Stored data:
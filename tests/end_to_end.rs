use async_trait::async_trait;
use record_relay::config::{self, Config, StoreBackend};
use record_relay::db::{self, BaseRecord};
use record_relay::gateway::GatewayError;
use record_relay::model::{JobType, OperationKind};
use record_relay::queue::{JobOptions, JobOutcome, JobSubmitter, QueueError};
use record_relay::relay::Relay;
use record_relay::store::MemoryStore;
use record_relay::upstream::{
    ApiConnector, ApiFailure, NewRecord, QueryOptions, Record, RecordUpdate, RecordsApi,
};
use serde_json::{json, Map, Value};
use std::sync::{Arc, Mutex};
use std::time::Duration;

async fn setup_pool() -> sqlx::SqlitePool {
    let pool = sqlx::sqlite::SqlitePoolOptions::new()
        .max_connections(1)
        .connect("sqlite::memory:")
        .await
        .unwrap();
    sqlx::migrate!("./migrations").run(&pool).await.unwrap();
    pool
}

async fn add_base(pool: &sqlx::SqlitePool, base_id: &str, rpm: i64, is_active: bool) {
    db::upsert_base(
        pool,
        &BaseRecord {
            base_id: base_id.into(),
            name: base_id.into(),
            api_key: "key".into(),
            rate_limit_rpm: rpm,
            is_active,
        },
    )
    .await
    .unwrap();
}

/// Remembers the size of every create call it receives.
#[derive(Default)]
struct RecordingApi {
    creates: Mutex<Vec<usize>>,
}

#[async_trait]
impl RecordsApi for RecordingApi {
    async fn create(&self, _resource_id: &str, records: &[NewRecord]) -> Result<Vec<Record>, ApiFailure> {
        let mut creates = self.creates.lock().unwrap();
        let offset = creates.iter().sum::<usize>();
        creates.push(records.len());
        Ok(records
            .iter()
            .enumerate()
            .map(|(i, r)| Record {
                id: format!("rec{}", offset + i),
                fields: r.fields.clone(),
                created_time: None,
                comment_count: None,
                deleted: false,
            })
            .collect())
    }

    async fn update(&self, _: &str, _: &[RecordUpdate]) -> Result<Vec<Record>, ApiFailure> {
        Err(ApiFailure::new(Some(422), Some("INVALID_REQUEST_UNKNOWN"), "not scripted"))
    }

    async fn delete(&self, _: &str, _: &[String]) -> Result<Vec<Record>, ApiFailure> {
        Err(ApiFailure::new(Some(422), Some("INVALID_REQUEST_UNKNOWN"), "not scripted"))
    }

    async fn query(&self, _: &str, _: &QueryOptions) -> Result<Vec<Record>, ApiFailure> {
        Ok(Vec::new())
    }

    async fn get(&self, _: &str, _: &str) -> Result<Record, ApiFailure> {
        Err(ApiFailure::new(Some(404), Some("NOT_FOUND"), "not scripted"))
    }
}

struct SharedConnector(Arc<RecordingApi>);

impl ApiConnector for SharedConnector {
    fn connect(&self, _base: &BaseRecord) -> Result<Arc<dyn RecordsApi>, ApiFailure> {
        let api: Arc<dyn RecordsApi> = self.0.clone();
        Ok(api)
    }
}

fn rows(n: usize) -> Vec<Map<String, Value>> {
    (0..n)
        .map(|i| {
            let mut fields = Map::new();
            fields.insert("Name".into(), json!(format!("row {}", i)));
            fields
        })
        .collect()
}

struct TestRelay {
    pool: sqlx::SqlitePool,
    api: Arc<RecordingApi>,
    relay: Relay,
}

impl std::ops::Deref for TestRelay {
    type Target = Relay;

    fn deref(&self) -> &Relay {
        &self.relay
    }
}

async fn relay(flush_interval: Duration) -> TestRelay {
    let mut cfg: Config = serde_yaml::from_str(config::example()).unwrap();
    cfg.coordination.backend = StoreBackend::Memory;
    cfg.coordination.path = None;
    cfg.app.poll_interval_ms = 10;
    cfg.upstream.base_delay_ms = 5;
    cfg.batching.flush_interval_ms = flush_interval.as_millis() as u64;

    let pool = setup_pool().await;
    let api = Arc::new(RecordingApi::default());
    let relay = Relay::build(
        &cfg,
        pool.clone(),
        Arc::new(MemoryStore::new()),
        Arc::new(SharedConnector(api.clone())),
    );
    relay.start().await.unwrap();
    TestRelay { pool, api, relay }
}

#[tokio::test]
async fn twelve_creates_become_two_batches() {
    let relay = relay(Duration::from_secs(60)).await;
    add_base(&relay.pool, "B1", 600, true).await;

    let first = relay
        .gateway
        .submit_creates("B1", "T1", rows(10))
        .await
        .unwrap();
    assert_eq!(first.operations.len(), 10);
    assert_eq!(first.batch_id, "batch:B1:T1:create");
    let jobs = db::list_jobs_for_base(&relay.pool, "B1", 10).await.unwrap();
    assert_eq!(jobs.len(), 1);
    let full_job = jobs[0].id.clone();

    let second = relay
        .gateway
        .submit_creates("B1", "T1", rows(2))
        .await
        .unwrap();
    assert_eq!(second.queue_position, 2);
    let status = relay
        .gateway
        .batch_status("B1", "T1", OperationKind::Create)
        .await
        .unwrap();
    assert_eq!(status.size, 2);
    assert!(status.oldest_operation_timestamp.is_some());

    let flushed = relay
        .gateway
        .flush_batch("B1", "T1", OperationKind::Create)
        .await
        .unwrap()
        .unwrap();
    assert_eq!(flushed.size, 2);

    for (job_id, count) in [(full_job, 10), (flushed.job_id, 2)] {
        let outcome = tokio::time::timeout(Duration::from_secs(5), relay.queue.wait_for(&job_id))
            .await
            .unwrap()
            .unwrap();
        match outcome {
            JobOutcome::Completed(result) => assert_eq!(result["count"], count),
            other => panic!("unexpected outcome {:?}", other),
        }
    }
    let mut sizes = relay.api.creates.lock().unwrap().clone();
    sizes.sort_unstable();
    assert_eq!(sizes, vec![2, 10]);

    // One admission check per call, plus one upstream call per batch.
    let metrics = relay.gateway.metrics("B1").await;
    assert_eq!(metrics.requests_per_minute, 4);
    assert_eq!(metrics.error_rate, 0.0);
    relay.shutdown().await;
}

#[tokio::test]
async fn partial_batch_flushes_on_its_own() {
    let relay = relay(Duration::from_millis(200)).await;
    add_base(&relay.pool, "B1", 600, true).await;

    relay
        .gateway
        .submit_creates("B1", "T1", rows(3))
        .await
        .unwrap();
    tokio::time::sleep(Duration::from_millis(300)).await;

    let jobs = db::list_jobs_for_base(&relay.pool, "B1", 10).await.unwrap();
    assert_eq!(jobs.len(), 1);
    let outcome = tokio::time::timeout(Duration::from_secs(5), relay.queue.wait_for(&jobs[0].id))
        .await
        .unwrap()
        .unwrap();
    assert!(matches!(outcome, JobOutcome::Completed(_)));
    assert_eq!(*relay.api.creates.lock().unwrap(), vec![3]);
    relay.shutdown().await;
}

#[tokio::test]
async fn gateway_rejects_bad_requests() {
    let relay = relay(Duration::from_secs(60)).await;
    add_base(&relay.pool, "B1", 60, true).await;
    add_base(&relay.pool, "OFF", 600, false).await;

    let err = relay
        .gateway
        .submit_creates("B1", "T1", rows(11))
        .await
        .unwrap_err();
    assert!(matches!(err, GatewayError::InvalidRequest(_)));

    let err = relay
        .gateway
        .submit_deletes("B1", "T1", vec!["".into()])
        .await
        .unwrap_err();
    assert!(matches!(err, GatewayError::InvalidRequest(_)));

    let err = relay
        .gateway
        .submit_creates("OFF", "T1", rows(1))
        .await
        .unwrap_err();
    assert!(matches!(err, GatewayError::BaseUnavailable(_)));

    let err = relay
        .gateway
        .submit_creates("missing", "T1", rows(1))
        .await
        .unwrap_err();
    assert!(matches!(err, GatewayError::BaseUnavailable(_)));

    // 60 rpm leaves one token per second.
    relay
        .gateway
        .submit_deletes("B1", "T1", vec!["rec1".into()])
        .await
        .unwrap();
    let err = relay
        .gateway
        .submit_deletes("B1", "T1", vec!["rec2".into()])
        .await
        .unwrap_err();
    match err {
        GatewayError::RateLimited {
            base_id,
            retry_after_secs,
        } => {
            assert_eq!(base_id, "B1");
            assert_eq!(retry_after_secs, 60);
        }
        other => panic!("unexpected error {:?}", other),
    }

    let status = relay
        .gateway
        .batch_status("B1", "T1", OperationKind::Delete)
        .await
        .unwrap();
    assert_eq!(status.size, 1);
    relay.shutdown().await;
}

#[tokio::test]
async fn shutdown_stops_timers_and_keeps_operations() {
    let relay = relay(Duration::from_secs(60)).await;
    add_base(&relay.pool, "B1", 600, true).await;

    relay
        .gateway
        .submit_creates("B1", "T1", rows(3))
        .await
        .unwrap();
    assert_eq!(relay.batcher.pending_flushes(), 1);

    relay.shutdown().await;
    assert_eq!(relay.batcher.pending_flushes(), 0);
    let err = relay
        .queue
        .submit(JobType::BatchDispatch, "B1", json!({}), JobOptions::default())
        .await
        .unwrap_err();
    assert!(matches!(err, QueueError::Closed));

    let status = relay
        .gateway
        .batch_status("B1", "T1", OperationKind::Create)
        .await
        .unwrap();
    assert_eq!(status.size, 3);
    assert!(db::list_jobs_for_base(&relay.pool, "B1", 10)
        .await
        .unwrap()
        .is_empty());
}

• [THE PROBLEM]:
Only the count is wanted. Count the lines of the data above that include the string "coordination".

• [TASK OUTPUT]:
2